[Opening RECORDS SHOWN section]
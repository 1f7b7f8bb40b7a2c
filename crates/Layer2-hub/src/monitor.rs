//! Lifecycle monitor - one task per child
//!
//! Waits for the process to terminate, then for the output relay to drain,
//! then emits exactly one [`ExitEvent`] on the hub's exit queue.

use crate::child::{ExitEvent, ExitOutcome};
use crate::relay::{DrainHandle, ErrorCapture};
use distrual_foundation::ChildId;
use std::process::ExitStatus;
use std::sync::atomic::{AtomicBool, Ordering};
use std::sync::Arc;
use std::time::Duration;
use tokio::process::Child;
use tokio::sync::{mpsc, oneshot};
use tracing::{debug, warn};

pub(crate) struct LifecycleMonitor {
    pub id: ChildId,
    pub child: Child,
    pub kill_rx: oneshot::Receiver<()>,
    pub killed_by_parent: Arc<AtomicBool>,
    pub drain: DrainHandle,
    pub errors: ErrorCapture,
    pub drain_grace: Duration,
    pub exits: mpsc::UnboundedSender<ExitEvent>,
}

impl LifecycleMonitor {
    pub async fn run(mut self) {
        let status = self.wait_for_exit().await;
        debug!(child = %self.id, ?status, "Process terminated");

        if !self.drain.wait_with_grace(self.drain_grace).await {
            warn!(
                child = %self.id,
                "Output still open {:.1}s after exit, dropping remaining output",
                self.drain_grace.as_secs_f64()
            );
        }

        let outcome = ExitOutcome::classify(
            self.killed_by_parent.load(Ordering::SeqCst),
            &status,
            &self.errors.text(),
        );
        let exit_code = status.as_ref().ok().and_then(|s| s.code());

        if self.exits.send(ExitEvent::new(self.id, outcome, exit_code)).is_err() {
            debug!(child = %self.id, "Hub gone, exit event dropped");
        }
    }

    /// Wait for the OS to report termination, killing first if asked to
    async fn wait_for_exit(&mut self) -> std::io::Result<ExitStatus> {
        tokio::select! {
            status = self.child.wait() => return status,
            Ok(()) = &mut self.kill_rx => {}
        }

        debug!(child = %self.id, "Kill requested");
        if let Err(e) = self.child.start_kill() {
            // Already reaped or gone: wait() below reports the real status
            warn!(child = %self.id, "Failed to kill process: {}", e);
        }
        self.child.wait().await
    }
}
[Closing RECORDS SHOWN section]
## THE PROBLEM
Across the data, find each line that has "ExitEvent" in it and copy that line.

## EXERCISE RESULT
//! then emits exactly one [`ExitEvent`] on the hub's exit queue.
use crate::child::{ExitEvent, ExitOutcome};
    pub exits: mpsc::UnboundedSender<ExitEvent>,
        if self.exits.send(ExitEvent::new(self.id, outcome, exit_code)).is_err() {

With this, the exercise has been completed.